A precise profiling tool to benchmark Standard Tool Loading vs. Anthropic's Deferred Tool Search (Beta).
Building agents with 50+ tools introduces a critical trade-off: Context Bloat vs. Latency. This repo reverse-engineers the "Double Pass" behavior of server-side tool search to help engineers make data-driven architecture decisions.

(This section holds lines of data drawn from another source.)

impl HlsSegmentFetcher {
    fn new(http: Arc<HttpSession>, options: &Options) -> PipeResult<Self> {
        let names = options.get_str_list("hls-segment-ignore-names");
        let ignore_names = if names.is_empty() {
            None
        } else {
            // Match the segment file name (`<name>.ts`), case-insensitively.
            let joined = names
                .iter()
                .map(|n| regex::escape(n))
                .collect::<Vec<_>>()
                .join("|");
            Some(
                Regex::new(&format!(r"(?i)(?:{joined})\.ts"))
                    .map_err(|e| PipeError::stream(format!("Invalid ignore-names filter: {e}")))?,
            )
        };
        let threads = options.get_u64("stream-segment-threads").unwrap_or(1).max(1) as usize;
        Ok(Self {
            http,
            retries: options.get_u64("stream-segment-attempts").unwrap_or(3).max(1) as u32 - 1,
            timeout: Duration::from_secs_f64(
                options.get_f64("stream-segment-timeout").unwrap_or(10.0),
            ),
            stream_data: options.get_bool("hls-segment-stream-data"),
            disable_ads: options.get_bool("hls-disable-ads"),
            ignore_names,
            key_uri_override: options.get_str("hls-segment-key-uri"),
            key_cache: Mutex::new(None),
            map_cache: Mutex::new(LruCache::new(
                NonZeroUsize::new(threads).unwrap_or(NonZeroUsize::MIN),
            )),
        })
    }

    fn should_filter(&self, segment: &Segment) -> bool {
        if self.disable_ads && segment.ad {
            return true;
        }
        if let Some(re) = &self.ignore_names {
            let name = segment.uri.rsplit('/').next().unwrap_or(&segment.uri);
            let name = name.split('?').next().unwrap_or(name);
            if re.is_match(name) {
                return true;
            }
        }
        false
    }

    fn range_header(byterange: &ByteRange) -> Option<String> {
        let offset = byterange.offset?;
        Some(format!(
            "bytes={}-{}",
            offset,
            offset + byterange.length.saturating_sub(1)
        ))
    }

    fn request_options(&self, byterange: Option<&ByteRange>) -> RequestOptions {
        RequestOptions {
            retries: self.retries,
            timeout: Some(self.timeout),
            error_kind: ErrorKind::Stream,
            acceptable_status: vec![206],
            range: byterange.and_then(Self::range_header),
            ..Default::default()
        }
    }

    /// Apply the `hls-segment-key-uri` override. Placeholders mirror the
    /// documented set: `{url}`, `{scheme}`, `{netloc}`, `{path}`, `{query}`.
    fn effective_key_uri(&self, uri: &str) -> String {
        let Some(template) = &self.key_uri_override else {
            return uri.to_string();
        };
        let Ok(parsed) = Url::parse(uri) else {
            return uri.to_string();
        };
        let netloc = parsed
            .host_str()
            .map(|h| match parsed.port() {
                Some(p) => format!("{h}:{p}"),
                None => h.to_string(),
            })
            .unwrap_or_default();
        template
            .replace("{url}", uri)
            .replace("{scheme}", parsed.scheme())
            .replace("{netloc}", &netloc)
            .replace("{path}", parsed.path())
            .replace("{query}", parsed.query().unwrap_or(""))
    }

    /// Resolve the key material for a segment, fetching and caching it when
    /// the key URI changed.
    fn key_material(&self, key: &Key) -> Result<[u8; 16], String> {
        let uri = key.uri.as_deref().ok_or("Missing key URI")?;
        {
            let cache = self.key_cache.lock().unwrap_or_else(|e| e.into_inner());
            if let Some(cached) = cache.as_ref() {
                if cached.uri == uri && cached.iv == key.iv {
                    return Ok(cached.material);
                }
            }
        }
        let fetch_uri = self.effective_key_uri(uri);
        let opts = RequestOptions {
            retries: self.retries,
            timeout: Some(self.timeout),
            error_kind: ErrorKind::Stream,
            ..Default::default()
        };
        let res = self
            .http
            .request(Method::GET, &fetch_uri, &opts)
            .map_err(|e| e.to_string())?;
        let body = res.bytes().map_err(|e| e.to_string())?;
        if body.len() != 16 {
            return Err(format!("Unexpected AES-128 key length: {}", body.len()));
        }
        let mut material = [0u8; 16];
        material.copy_from_slice(&body);
        *self.key_cache.lock().unwrap_or_else(|e| e.into_inner()) = Some(CachedKey {
            uri: uri.to_string(),
            iv: key.iv.clone(),
            material,
        });
        Ok(material)
    }

    fn decrypt(&self, key: &Key, num: u64, data: Vec<u8>) -> Result<Vec<u8>, String> {
        let material = self.key_material(key)?;
        let iv = derive_iv(key.iv.as_deref(), num);
        let mut buf = data;
        if buf.len() % 16 != 0 {
            return Err(format!(
                "Encrypted segment length {} is not a multiple of the block size",
                buf.len()
            ));
        }
        let cipher = Aes128CbcDec::new_from_slices(&material, &iv)
            .map_err(|e| format!("Invalid AES key/IV: {e}"))?;
        let plain = cipher
            .decrypt_padded_mut::<cbc::cipher::block_padding::Pkcs7>(&mut buf)
            .map_err(|_| "PKCS#7 unpadding failed".to_string())?;
        Ok(plain.to_vec())
    }

    fn fetch_body(
        &self,
        uri: &str,
        byterange: Option<&ByteRange>,
        closer: &CloseSignal,
    ) -> Result<Vec<u8>, String> {
        let res = self
            .http
            .request(Method::GET, uri, &self.request_options(byterange))
            .map_err(|e| e.to_string())?;
        if closer.is_closed() {
            return Err("closed".into());
        }
        res.bytes().map(|b| b.to_vec()).map_err(|e| e.to_string())
    }

    /// Stream the body straight to the sink in small chunks.
    fn stream_body(
        &self,
        uri: &str,
        byterange: Option<&ByteRange>,
        sink: &SegmentSink,
        closer: &CloseSignal,
    ) -> Result<(), String> {
        let mut res = self
            .http
            .request(Method::GET, uri, &self.request_options(byterange))
            .map_err(|e| e.to_string())?;
        let mut chunk = vec![0u8; STREAM_DATA_CHUNK];
        loop {
            if closer.is_closed() {
                return Ok(());
            }
            let n = std::io::Read::read(&mut res, &mut chunk).map_err(|e| e.to_string())?;
            if n == 0 {
                return Ok(());
            }
            if !sink.write(chunk[..n].to_vec()) {
                return Ok(());
            }
        }
    }

    fn fetch_map(&self, map: &Map, key: Option<&Key>, num: u64) -> Result<Arc<Vec<u8>>, String> {
        if let Some(cached) = self
            .map_cache
            .lock()
            .unwrap_or_else(|e| e.into_inner())
            .get(&map.uri)
        {
            return Ok(cached.clone());
        }
        let closer = CloseSignal::new();
        let mut body = self.fetch_body(&map.uri, map.byterange.as_ref(), &closer)?;
        if let Some(key) = key {
            if key.method == KeyMethod::Aes128 {
                body = self.decrypt(key, num, body)?;
            }
        }
        let body = Arc::new(body);
        self.map_cache
            .lock()
            .unwrap_or_else(|e| e.into_inner())
            .put(map.uri.clone(), body.clone());
        Ok(body)
    }
}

Through empirical testing, this profiler confirms that Deferred Loading triggers a server-side loop:
- Pass 1: Model receives user prompt +
tool_searchtool only. - Server Action: Anthropic executes search against your deferred tool definitions.
- Pass 2: Model receives the original prompt + only the relevant tools found.
The Trade-off:
- Standard: Higher Cost (Input Tokens), Lower Latency.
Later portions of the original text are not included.